Depuis la fin de la Seconde Guerre mondiale, l’utilisation massive des engrais azotés sous leur forme chimique a haussé la production de nourriture de manière spectaculaire sur la planète. Mais il y a un revers à cette médaille. Un revers invisible et méconnu.

Une portion des engrais azotés appliqués aux champs est relâchée dans l’atmosphère sous forme de protoxyde d’azote (N2O), un gaz à effet de serre qui a un potentiel de réchauffement planétaire près de 300 fois plus élevé que celui du dioxyde de carbone (CO2).

C’est aussi le GES qui contribue le plus à la dégradation de la couche d’ozone.

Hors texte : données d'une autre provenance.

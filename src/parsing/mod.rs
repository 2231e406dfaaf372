//! Typed model of a channel export.
//!
//! This module contains the deserialization types for raw messages and
//! their rich-text blocks, plus the helpers that read annotations out of
//! them. The extractor and the summary projection both build on these.

pub mod blocks;
pub mod raw;

pub use blocks::{Annotations, ContentElement, ElementKind, collect_annotations};
pub use raw::{RawMessage, parse_batch_str};
use std::time::Duration;

use thiserror::Error;

use crate::models::DataType;

/// Failures from a text-understanding backend.
#[derive(Error, Debug)]
pub enum BackendError {
    #[error("network error: {0}")]
    Network(String),

    #[error("request failed: {0}")]
    RequestFailed(String),

    #[error("rate limited or quota exceeded")]
    RateLimited,

    #[error("timed out after {0:?}")]
    Timeout(Duration),

    #[error("could not read backend response: {0}")]
    Parse(String),
}

#[derive(Error, Debug)]
pub enum ExtractionFailure {
    #[error("text-understanding service error: {0}")]
    ServiceError(#[from] BackendError),

    #[error("response did not match the query schema: {0}")]
    SchemaViolation(String),
}

impl ExtractionFailure {
    pub fn kind(&self) -> &'static str {
        match self {
            ExtractionFailure::ServiceError(_) => "service-error",
            ExtractionFailure::SchemaViolation(_) => "schema-violation",
        }
    }
}

/// Errors surfaced to the admin for a single question. None of them end the session.
#[derive(Error, Debug)]
pub enum QueryError {
    #[error("Please enter a query.")]
    EmptyQuestion,

    #[error("Could not reach the query service: {0}")]
    Service(String),

    #[error("Could not understand the question: {0}")]
    Schema(String),

    #[error("The dataset has no {0} data, so this question cannot be answered.")]
    UnsupportedCategory(DataType),
}

impl QueryError {
    pub fn kind(&self) -> &'static str {
        match self {
            QueryError::EmptyQuestion => "empty-question",
            QueryError::Service(_) => "service-error",
            QueryError::Schema(_) => "schema-violation",
            QueryError::UnsupportedCategory(_) => "unsupported-data-category",
        }
    }
}

impl From<ExtractionFailure> for QueryError {
    fn from(failure: ExtractionFailure) -> Self {
        match failure {
            ExtractionFailure::ServiceError(err) => QueryError::Service(err.to_string()),
            ExtractionFailure::SchemaViolation(reason) => QueryError::Schema(reason),
        }
    }
}

#[derive(Error, Debug)]
pub enum DatasetError {
    #[error("failed to read dataset: {0}")]
    Csv(#[from] csv::Error),

    #[error("row {row}: field `{field}` is empty")]
    MissingField { row: usize, field: &'static str },
}

#[derive(Error, Debug)]
pub enum ScopeError {
    #[error("unknown role preset `{0}`")]
    UnknownPreset(String),
}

Au Canada, l’agriculture est responsable d’environ 10 % des émissions nationales de gaz à effet de serre. Les 200 000 fermes du Canada ont généré, à elles seules, 73 mégatonnes (Mt) d’équivalents de dioxyde de carbone (CO2) en 2019.

Ce qui fait les manchettes : le méthane émis par le processus digestif des vaches.

Ce qui passe davantage sous le radar : les 12,75 mégatonnes d’émissions découlant de l’application d’engrais synthétiques sur les terres agricoles du pays.

Et c’est le Québec — dopé par nos sols argileux et ses conditions météo humides — qui rejette le plus fort taux de protoxyde d’azote par hectare agricole au pays.

La princesse au petit pois

À sa ferme de 360 hectares, Paul Caplette fait pousser du blé, du soya, des haricots secs, des pois verts, du canola, du sarrasin, des graines de lin, des graines de tournesol et sa « culture princesse » : le maïs.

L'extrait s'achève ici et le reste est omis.